Grumpy bunnies make me nervous.
I’ve spent the better part of the last six months asking the dumbest questions. By that, I mean I’ve been “prompt engineering” as the kids say. I’ve signed up for and tried any shiny new AI toy I could find. I’ve spent countless hours in Discord chats running synonyms and parameters through diffusion engines and general-purpose transformers. I’ve systematically tried every app that could convincingly produce an AI-like experience. In that time I’ve rewritten reports in iambic pentameter or the style of Ernest Hemingway and I’ve asked MidJourney to give form to every crazy machination in my mind. I’ve spent hours making scripts for various AI-generated voices to play crafted audio directly in my ears. I’ve become obsessed in the way I was when I got my first copy of Photoshop 2.5 in 1992, like the people in Wim Wender’s ‘Until the End of the World’ addicted to watching their own dreams. I’ve fallen down the rabbit hole in the same way I did with the smartphone and apps. All of it is amazing and beautiful and satisfying to curiosity in a way that makes the process pretty fulfilling. But it sucks.
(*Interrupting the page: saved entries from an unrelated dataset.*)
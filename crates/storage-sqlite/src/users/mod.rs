//! SQLite storage implementation for users.

mod model;
mod repository;

pub use model::UserDB;
pub use repository::UserRepository;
“There is a crack in everything. That’s how the light gets in.”
Leonard Cohen
I love Davis Suchet’s reading of the New International Version of the Bible. The recording lives on my phone; I listen to it all the time. I’ve come to love little quirks in his speech and pronunciation that once bothered me. Out of curiosity, I trained a voice AI with the recording of Mr. Suchet’s reading of the Bible and had that trained AI voice reread the NIV Bible just as it had been taught. The resulting audio is, basically, the same recording done with complete perfection, relative to David Suchet. Having been stripped of any minuscule stumble and all moments where the tongue was slightly misplaced the recording is perfect in every way, and a chore to listen to. I struggle to distinguish the two recordings but one is clearly perfect and one is clearly better. The exercise has shown me the brackish waters where Art lives but hasn’t shown me how to get there.
The other night I spent several hours using MidJourney to illustrate a concept my wife and I have been working on. I had made a little quirk and used the phrase ‘grumpy bunny’ in passing and my wife had latched on to that phrase as the perfect name for a corporate holding company for me. I took that as a starting point to have MidJourney develop some concept art for the new corporate logo. I started with the prompt “a grumpy bunny in the style of a corporate logo.” It was a prosaic start to a fun experiment and generated hundreds of logos and generic corporate art. It was fun having a (simulated) team of artists competing to please me in seconds. But every one of the resulting images has flaws that have been blown way out of proportion. Take a look at the featured image for this post. One grumpy bunny, just as asked. But take a look at the ears, for example, how many can you count? I was so seduced by this image that I didn’t even notice the five obvious ears. I’ve probably always wanted to be an art director for my own ‘zine. Somewhere deep in my psyche is a punk rock Anna Wintour just begging to get out. But I worry about a world where amazing is available on tap. I think that some of the magic of creation is in the work involved with polishing out your mistakes.
AI is producing amazing things right now. It’s amazing because it isn’t human. It’s novel and beautiful and technically perfect, but what it isn’t is human. There’s no recognition of mistakes there’s no serendipity, and the discovery is all in the final piece. It’s polished without the polishing. There’s no work there and that is ultimately frustrating. When an artist tries something and comes up short it is the trying that’s most important. As a human, you can usually see what the artist was aiming for and clearly define where the work falls short. That is exactly what the AI is missing… all the striving, the work. It’s the striving that makes the difference. You see it and you hear it and you miss it when it is gone. Because in the striving you, as a person, can relate to another human being and relate to the struggle of bringing form to an idea. Which is ultimately what we are here to do.
We are about to be hit with a flood. A hard rain of the perfectly mediocre is coming. I worry that the open web will be swept away in the generative flood of work that isn’t work. There will be a time in the next few years when everything visual is assumed to be fake and anything written is probably fallacious. What will we do when ten million art directors flood the world with hundreds of millions of on-demand artworks that required no work and demand no action? How will we deal with a world where all text is suspect and nothing can be assumed to be true? Where do we do our research if any question asked to a computer will generate a convincing answer, that might be true… or might not. The whole thing makes me a grumpy bunny.
Grumpy bunnies as generated by MidJourney in the style of a corporate logo.